Stored data entries
=====

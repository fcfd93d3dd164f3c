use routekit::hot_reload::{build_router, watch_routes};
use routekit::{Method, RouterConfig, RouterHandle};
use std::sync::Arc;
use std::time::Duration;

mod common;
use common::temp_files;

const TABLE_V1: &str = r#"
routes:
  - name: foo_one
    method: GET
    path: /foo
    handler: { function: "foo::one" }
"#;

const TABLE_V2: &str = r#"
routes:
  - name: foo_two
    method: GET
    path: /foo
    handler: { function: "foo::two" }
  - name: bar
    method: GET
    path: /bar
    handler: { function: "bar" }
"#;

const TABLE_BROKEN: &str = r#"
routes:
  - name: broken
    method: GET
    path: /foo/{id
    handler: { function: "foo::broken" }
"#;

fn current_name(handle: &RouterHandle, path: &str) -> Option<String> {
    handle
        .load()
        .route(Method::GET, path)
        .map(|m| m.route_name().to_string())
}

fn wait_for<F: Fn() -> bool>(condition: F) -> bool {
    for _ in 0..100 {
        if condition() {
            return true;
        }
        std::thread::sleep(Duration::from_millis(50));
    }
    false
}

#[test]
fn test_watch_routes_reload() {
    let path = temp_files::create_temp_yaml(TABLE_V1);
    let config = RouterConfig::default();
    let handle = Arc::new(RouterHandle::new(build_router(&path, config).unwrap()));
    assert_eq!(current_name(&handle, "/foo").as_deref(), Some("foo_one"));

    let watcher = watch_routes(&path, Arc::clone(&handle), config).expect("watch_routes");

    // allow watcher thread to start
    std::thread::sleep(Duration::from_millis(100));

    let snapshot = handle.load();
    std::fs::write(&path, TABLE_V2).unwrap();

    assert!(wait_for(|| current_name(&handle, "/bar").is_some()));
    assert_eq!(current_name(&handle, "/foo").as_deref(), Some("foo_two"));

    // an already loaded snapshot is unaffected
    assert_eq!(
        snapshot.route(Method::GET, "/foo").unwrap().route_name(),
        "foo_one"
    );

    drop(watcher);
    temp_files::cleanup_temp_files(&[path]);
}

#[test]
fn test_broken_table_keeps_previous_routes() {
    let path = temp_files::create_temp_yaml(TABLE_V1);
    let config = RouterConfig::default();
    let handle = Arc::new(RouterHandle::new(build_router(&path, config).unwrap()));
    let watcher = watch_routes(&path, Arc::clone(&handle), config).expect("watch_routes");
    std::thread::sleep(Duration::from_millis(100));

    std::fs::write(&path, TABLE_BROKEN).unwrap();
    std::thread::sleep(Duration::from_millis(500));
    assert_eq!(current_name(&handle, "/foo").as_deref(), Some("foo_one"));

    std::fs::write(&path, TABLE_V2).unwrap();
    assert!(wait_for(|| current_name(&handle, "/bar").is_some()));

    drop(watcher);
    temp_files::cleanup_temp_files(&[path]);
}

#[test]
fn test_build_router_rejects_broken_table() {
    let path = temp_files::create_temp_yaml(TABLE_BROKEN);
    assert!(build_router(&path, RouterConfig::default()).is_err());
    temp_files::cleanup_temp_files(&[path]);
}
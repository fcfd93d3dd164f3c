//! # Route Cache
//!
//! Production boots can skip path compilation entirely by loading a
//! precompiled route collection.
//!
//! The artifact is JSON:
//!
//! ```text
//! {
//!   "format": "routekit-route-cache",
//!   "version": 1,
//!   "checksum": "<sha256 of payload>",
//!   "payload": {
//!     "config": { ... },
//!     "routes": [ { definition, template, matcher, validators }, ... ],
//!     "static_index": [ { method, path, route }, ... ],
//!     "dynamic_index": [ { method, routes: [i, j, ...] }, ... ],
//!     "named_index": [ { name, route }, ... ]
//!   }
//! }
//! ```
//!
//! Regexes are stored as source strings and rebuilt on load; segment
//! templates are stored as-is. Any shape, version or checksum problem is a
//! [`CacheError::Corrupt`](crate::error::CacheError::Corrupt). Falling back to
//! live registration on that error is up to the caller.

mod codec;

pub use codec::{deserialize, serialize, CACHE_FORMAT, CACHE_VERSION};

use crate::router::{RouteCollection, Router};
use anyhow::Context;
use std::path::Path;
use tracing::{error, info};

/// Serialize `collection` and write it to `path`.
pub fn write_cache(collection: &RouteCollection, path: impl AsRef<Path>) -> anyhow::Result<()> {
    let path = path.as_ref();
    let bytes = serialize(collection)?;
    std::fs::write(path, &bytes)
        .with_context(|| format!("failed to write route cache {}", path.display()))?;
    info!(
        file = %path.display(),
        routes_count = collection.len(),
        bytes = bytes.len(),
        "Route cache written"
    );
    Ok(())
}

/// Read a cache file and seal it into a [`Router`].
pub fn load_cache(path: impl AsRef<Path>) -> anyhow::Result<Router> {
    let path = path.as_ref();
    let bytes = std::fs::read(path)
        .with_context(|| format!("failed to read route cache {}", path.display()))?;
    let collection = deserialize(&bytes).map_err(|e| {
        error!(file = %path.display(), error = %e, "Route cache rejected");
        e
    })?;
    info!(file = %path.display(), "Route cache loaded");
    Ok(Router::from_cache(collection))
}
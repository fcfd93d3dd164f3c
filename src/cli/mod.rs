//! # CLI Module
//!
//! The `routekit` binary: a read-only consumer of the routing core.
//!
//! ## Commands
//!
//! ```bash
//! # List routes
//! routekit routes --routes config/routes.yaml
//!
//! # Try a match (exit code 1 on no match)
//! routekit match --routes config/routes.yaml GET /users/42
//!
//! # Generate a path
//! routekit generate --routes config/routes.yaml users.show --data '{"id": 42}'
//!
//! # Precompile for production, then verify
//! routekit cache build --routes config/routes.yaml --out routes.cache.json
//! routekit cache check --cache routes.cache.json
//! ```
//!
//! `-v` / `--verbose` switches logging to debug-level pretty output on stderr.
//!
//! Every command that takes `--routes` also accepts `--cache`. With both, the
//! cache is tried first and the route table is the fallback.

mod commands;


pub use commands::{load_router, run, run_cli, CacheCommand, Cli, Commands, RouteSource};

=====

** Task brief **
Starting at the top of the data above, repeat every line exactly until the line containing "const TABLE_V2: &str" has been given, then stop.

** Result of this task **
repository fcfd93d3dd164f3c
use routekit::hot_reload::{build_router, watch_routes};
use routekit::{Method, RouterConfig, RouterHandle};
use std::sync::Arc;
use std::time::Duration;

mod common;
use common::temp_files;

const TABLE_V1: &str = r#"
routes:
  - name: foo_one
    method: GET
    path: /foo
    handler: { function: "foo::one" }
"#;

const TABLE_V2: &str = r#"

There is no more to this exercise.